SUPPLIED RECORDS>

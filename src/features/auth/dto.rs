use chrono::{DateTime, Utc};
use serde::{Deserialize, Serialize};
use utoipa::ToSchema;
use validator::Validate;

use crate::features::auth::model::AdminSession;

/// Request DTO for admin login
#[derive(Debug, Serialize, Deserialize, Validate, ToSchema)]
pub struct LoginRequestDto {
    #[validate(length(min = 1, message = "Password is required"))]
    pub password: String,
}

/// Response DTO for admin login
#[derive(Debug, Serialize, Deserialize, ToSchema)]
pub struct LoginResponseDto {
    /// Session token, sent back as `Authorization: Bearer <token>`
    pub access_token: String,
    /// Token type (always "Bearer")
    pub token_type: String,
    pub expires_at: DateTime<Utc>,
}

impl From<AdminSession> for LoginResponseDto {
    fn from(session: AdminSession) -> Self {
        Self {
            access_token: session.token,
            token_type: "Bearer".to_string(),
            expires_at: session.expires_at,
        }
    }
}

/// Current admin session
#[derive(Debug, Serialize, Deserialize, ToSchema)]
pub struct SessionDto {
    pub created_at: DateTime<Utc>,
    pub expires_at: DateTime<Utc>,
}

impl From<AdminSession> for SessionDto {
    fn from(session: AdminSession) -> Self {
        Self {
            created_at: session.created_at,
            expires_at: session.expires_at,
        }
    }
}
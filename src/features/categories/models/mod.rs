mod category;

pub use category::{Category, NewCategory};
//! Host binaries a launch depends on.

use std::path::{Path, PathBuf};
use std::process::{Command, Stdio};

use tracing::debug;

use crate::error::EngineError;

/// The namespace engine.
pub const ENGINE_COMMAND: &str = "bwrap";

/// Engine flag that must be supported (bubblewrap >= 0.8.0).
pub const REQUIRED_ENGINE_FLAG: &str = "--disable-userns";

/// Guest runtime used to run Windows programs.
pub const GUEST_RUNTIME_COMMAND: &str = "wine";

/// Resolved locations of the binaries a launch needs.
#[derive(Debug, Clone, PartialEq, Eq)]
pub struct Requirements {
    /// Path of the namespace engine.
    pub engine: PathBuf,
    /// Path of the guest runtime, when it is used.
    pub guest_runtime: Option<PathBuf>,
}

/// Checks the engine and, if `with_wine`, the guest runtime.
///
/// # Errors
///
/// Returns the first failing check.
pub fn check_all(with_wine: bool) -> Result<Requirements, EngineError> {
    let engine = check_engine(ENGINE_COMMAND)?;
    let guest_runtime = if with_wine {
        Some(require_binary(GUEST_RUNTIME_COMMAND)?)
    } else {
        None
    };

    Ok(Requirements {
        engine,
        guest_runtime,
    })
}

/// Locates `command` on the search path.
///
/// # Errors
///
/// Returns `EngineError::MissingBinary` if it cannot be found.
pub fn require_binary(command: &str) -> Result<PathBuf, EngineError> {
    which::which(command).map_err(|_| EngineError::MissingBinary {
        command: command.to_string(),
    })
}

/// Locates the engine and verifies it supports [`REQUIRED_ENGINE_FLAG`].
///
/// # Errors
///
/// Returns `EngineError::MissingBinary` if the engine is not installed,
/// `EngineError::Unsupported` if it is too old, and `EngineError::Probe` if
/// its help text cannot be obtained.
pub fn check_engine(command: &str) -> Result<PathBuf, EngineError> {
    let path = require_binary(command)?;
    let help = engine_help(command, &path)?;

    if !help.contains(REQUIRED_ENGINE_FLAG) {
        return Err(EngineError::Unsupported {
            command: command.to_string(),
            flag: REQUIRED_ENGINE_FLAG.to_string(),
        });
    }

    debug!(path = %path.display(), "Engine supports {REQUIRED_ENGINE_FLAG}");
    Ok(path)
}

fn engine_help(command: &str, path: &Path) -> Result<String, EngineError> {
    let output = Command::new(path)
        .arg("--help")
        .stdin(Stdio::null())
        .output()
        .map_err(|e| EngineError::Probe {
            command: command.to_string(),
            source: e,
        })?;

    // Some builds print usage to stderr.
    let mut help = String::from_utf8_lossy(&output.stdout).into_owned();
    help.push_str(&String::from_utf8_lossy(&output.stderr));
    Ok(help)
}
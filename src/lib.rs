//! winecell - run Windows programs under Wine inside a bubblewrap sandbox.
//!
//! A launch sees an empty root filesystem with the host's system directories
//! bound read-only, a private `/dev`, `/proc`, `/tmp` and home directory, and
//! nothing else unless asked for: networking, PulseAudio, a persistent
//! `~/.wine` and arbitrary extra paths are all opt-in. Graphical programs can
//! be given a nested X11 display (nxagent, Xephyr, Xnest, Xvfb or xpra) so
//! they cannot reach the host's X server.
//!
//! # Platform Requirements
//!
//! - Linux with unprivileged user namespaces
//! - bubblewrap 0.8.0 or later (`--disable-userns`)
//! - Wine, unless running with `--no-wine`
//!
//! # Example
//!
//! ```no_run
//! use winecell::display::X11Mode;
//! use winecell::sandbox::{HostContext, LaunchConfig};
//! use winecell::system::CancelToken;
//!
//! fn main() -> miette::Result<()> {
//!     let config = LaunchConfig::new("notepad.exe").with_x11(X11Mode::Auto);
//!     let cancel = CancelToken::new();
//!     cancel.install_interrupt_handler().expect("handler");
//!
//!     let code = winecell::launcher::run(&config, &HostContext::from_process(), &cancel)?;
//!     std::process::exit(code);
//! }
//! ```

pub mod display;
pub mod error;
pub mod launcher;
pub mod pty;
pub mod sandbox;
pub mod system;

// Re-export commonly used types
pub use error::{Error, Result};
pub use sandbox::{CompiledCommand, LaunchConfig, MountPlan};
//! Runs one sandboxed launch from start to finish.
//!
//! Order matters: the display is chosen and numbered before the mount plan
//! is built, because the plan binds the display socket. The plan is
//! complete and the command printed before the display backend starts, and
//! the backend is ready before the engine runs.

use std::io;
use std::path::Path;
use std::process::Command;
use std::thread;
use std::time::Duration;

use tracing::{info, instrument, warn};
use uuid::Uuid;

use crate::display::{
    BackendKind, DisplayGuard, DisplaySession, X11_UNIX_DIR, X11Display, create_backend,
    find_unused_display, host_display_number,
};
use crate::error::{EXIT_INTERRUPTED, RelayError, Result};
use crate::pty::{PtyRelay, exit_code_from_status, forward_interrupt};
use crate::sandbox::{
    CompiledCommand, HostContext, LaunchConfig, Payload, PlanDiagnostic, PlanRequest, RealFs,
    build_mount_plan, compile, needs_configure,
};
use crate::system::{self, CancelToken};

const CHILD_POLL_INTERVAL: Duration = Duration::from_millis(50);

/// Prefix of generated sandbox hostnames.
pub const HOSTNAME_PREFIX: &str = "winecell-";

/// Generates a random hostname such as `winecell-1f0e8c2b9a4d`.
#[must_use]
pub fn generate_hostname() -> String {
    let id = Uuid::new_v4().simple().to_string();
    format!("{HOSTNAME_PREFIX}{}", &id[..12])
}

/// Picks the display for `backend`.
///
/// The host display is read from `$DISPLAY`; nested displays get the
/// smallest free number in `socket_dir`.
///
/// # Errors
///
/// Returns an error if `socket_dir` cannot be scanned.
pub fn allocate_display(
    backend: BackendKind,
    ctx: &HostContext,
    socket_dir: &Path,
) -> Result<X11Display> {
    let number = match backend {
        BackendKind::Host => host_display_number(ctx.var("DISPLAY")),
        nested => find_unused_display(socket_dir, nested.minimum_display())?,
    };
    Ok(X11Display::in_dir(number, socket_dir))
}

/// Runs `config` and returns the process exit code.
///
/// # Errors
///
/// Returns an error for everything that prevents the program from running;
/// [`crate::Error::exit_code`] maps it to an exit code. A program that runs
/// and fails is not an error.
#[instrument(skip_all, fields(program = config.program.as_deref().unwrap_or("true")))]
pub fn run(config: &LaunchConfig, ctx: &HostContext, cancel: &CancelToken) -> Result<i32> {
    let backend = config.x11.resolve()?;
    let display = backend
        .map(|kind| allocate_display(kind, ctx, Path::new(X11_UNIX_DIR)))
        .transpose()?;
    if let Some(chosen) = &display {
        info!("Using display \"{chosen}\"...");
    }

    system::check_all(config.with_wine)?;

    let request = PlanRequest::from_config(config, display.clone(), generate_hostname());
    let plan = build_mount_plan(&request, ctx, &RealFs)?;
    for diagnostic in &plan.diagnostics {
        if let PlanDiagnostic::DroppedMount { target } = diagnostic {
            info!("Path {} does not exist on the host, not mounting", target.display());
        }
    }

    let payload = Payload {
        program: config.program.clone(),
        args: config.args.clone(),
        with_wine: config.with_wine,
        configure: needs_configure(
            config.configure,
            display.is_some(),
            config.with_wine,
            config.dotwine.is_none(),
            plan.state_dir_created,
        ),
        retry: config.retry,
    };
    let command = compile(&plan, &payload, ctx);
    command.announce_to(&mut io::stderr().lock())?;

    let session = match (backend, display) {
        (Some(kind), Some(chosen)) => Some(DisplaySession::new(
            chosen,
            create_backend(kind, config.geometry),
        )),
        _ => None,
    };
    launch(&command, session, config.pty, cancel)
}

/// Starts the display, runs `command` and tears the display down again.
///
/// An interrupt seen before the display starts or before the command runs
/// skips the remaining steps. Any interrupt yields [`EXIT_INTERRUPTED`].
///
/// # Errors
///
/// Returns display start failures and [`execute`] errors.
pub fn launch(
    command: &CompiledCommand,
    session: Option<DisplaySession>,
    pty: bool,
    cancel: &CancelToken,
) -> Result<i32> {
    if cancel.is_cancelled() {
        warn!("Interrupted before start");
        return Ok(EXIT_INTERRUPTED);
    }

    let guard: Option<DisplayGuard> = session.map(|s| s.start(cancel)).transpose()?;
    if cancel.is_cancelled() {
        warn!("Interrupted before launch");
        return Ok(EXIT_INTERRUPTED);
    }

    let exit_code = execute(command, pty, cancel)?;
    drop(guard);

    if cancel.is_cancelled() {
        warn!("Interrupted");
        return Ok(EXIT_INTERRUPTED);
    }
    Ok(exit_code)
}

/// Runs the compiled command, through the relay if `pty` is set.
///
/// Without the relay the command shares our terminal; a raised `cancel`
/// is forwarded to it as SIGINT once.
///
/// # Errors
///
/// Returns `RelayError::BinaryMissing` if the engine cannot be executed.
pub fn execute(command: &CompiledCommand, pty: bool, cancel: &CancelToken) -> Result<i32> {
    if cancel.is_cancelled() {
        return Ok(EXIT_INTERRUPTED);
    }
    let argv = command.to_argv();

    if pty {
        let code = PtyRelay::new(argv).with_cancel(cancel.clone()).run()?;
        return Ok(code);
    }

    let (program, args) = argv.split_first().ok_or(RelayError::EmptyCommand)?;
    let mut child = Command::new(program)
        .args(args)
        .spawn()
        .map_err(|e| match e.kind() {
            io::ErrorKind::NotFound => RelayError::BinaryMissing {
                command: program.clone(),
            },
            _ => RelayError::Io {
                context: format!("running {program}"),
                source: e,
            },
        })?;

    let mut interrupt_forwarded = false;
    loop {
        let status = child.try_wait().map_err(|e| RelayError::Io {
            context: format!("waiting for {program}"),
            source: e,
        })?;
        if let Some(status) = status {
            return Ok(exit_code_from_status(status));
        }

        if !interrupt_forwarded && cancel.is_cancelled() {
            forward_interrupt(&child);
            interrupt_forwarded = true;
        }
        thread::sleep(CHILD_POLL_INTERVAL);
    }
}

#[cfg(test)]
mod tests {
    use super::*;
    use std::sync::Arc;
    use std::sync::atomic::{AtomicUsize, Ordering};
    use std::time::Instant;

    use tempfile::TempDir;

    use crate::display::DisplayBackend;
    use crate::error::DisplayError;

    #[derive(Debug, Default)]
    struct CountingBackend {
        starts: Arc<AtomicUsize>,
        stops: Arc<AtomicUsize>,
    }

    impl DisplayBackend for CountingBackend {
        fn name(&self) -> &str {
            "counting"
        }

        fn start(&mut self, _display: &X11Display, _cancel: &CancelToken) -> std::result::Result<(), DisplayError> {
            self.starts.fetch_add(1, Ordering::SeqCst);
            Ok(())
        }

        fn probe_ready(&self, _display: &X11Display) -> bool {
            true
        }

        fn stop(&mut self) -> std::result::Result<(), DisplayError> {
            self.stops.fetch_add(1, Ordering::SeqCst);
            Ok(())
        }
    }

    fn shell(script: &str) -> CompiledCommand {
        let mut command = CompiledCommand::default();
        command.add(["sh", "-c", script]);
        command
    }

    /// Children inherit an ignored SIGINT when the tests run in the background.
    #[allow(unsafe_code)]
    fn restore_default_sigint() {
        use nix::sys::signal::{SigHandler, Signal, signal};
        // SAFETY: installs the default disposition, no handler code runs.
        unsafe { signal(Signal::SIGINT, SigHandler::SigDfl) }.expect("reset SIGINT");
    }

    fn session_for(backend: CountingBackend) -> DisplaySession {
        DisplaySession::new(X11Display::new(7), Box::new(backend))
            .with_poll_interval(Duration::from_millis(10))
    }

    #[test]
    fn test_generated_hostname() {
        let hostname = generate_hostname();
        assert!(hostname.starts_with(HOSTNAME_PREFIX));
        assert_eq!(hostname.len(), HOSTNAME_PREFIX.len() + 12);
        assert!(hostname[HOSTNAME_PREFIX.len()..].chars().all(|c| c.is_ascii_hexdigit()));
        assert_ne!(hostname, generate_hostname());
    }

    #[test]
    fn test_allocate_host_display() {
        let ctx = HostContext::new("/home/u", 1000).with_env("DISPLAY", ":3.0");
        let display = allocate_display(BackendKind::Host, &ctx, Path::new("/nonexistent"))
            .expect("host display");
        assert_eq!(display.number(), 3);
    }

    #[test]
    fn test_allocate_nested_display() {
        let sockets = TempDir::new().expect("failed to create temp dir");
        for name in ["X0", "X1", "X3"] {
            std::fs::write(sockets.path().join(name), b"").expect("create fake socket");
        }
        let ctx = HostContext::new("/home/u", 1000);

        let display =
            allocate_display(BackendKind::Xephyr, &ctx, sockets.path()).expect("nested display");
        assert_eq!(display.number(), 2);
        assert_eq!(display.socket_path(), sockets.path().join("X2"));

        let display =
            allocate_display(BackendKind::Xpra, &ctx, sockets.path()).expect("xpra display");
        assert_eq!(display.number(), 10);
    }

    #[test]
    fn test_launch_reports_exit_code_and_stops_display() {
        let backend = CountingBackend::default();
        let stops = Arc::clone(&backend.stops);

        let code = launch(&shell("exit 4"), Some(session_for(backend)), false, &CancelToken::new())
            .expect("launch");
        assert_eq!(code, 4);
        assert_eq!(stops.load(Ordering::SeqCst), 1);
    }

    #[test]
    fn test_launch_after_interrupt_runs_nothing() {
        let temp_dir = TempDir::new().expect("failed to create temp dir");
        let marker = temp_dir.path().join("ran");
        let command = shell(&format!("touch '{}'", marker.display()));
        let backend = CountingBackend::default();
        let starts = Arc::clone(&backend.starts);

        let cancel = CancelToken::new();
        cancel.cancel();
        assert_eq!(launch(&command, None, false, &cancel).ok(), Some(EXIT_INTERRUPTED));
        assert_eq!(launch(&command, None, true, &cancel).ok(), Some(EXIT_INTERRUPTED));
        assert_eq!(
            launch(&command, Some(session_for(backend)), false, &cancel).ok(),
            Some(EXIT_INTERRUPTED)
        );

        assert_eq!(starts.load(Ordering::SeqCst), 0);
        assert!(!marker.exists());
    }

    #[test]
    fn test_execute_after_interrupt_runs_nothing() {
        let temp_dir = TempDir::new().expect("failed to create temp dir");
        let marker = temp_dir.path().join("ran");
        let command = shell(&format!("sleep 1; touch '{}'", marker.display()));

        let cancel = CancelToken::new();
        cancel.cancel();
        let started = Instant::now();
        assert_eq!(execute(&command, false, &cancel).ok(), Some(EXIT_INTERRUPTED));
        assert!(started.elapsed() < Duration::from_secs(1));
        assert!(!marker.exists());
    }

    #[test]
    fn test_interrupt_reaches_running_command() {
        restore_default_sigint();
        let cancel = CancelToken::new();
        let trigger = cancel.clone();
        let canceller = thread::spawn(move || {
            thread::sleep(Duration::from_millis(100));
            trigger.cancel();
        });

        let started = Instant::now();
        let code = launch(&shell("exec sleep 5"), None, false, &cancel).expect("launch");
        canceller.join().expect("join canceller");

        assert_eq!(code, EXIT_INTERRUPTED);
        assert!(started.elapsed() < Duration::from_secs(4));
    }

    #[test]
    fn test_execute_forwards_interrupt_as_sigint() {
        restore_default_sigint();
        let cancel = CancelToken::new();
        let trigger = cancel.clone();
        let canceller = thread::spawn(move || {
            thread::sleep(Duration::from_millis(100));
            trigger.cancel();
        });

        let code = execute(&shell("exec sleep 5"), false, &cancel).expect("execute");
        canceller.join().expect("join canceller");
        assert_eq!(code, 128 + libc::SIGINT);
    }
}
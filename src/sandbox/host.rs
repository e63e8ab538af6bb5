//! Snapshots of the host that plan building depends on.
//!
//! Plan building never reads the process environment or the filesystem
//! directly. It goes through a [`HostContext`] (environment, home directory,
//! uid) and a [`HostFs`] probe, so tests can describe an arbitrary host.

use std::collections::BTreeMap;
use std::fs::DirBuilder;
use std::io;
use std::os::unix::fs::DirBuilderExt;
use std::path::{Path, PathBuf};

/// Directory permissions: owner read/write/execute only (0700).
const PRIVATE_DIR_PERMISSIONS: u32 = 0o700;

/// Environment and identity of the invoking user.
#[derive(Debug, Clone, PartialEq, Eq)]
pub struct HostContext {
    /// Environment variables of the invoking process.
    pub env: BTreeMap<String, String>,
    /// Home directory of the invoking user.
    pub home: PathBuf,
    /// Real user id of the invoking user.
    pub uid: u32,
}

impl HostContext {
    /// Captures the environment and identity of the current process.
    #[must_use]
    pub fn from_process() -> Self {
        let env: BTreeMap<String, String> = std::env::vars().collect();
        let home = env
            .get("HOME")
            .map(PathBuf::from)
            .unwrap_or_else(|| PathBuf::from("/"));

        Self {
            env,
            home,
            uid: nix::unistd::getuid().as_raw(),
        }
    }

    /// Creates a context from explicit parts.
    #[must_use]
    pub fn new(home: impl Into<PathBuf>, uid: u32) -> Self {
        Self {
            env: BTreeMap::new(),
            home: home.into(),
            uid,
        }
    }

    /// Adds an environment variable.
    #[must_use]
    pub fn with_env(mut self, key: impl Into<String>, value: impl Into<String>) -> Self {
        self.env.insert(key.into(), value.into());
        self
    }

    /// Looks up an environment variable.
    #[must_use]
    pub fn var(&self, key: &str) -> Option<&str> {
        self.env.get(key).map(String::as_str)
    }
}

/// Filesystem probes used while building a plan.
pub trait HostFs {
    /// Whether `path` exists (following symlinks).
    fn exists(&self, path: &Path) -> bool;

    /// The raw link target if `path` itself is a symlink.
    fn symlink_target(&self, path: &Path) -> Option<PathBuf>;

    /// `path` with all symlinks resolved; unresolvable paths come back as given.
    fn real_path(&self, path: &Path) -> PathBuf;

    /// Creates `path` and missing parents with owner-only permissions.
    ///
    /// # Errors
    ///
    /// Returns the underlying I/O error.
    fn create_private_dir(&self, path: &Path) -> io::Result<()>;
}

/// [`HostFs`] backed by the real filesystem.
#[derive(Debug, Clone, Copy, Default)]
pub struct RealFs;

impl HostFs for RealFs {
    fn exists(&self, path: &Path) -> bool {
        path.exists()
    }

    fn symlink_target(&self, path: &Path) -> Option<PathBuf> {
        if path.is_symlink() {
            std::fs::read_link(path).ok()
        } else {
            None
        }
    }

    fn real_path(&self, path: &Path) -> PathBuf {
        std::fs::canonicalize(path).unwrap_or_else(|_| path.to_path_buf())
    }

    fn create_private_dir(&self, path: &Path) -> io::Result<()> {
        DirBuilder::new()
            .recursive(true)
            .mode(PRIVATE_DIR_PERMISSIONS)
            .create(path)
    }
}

WHAT YOU WILL DO> Each line holding the string "stderr" counts once. Work out the number of such lines in the data and give only that.

TASK SOLUTION> 3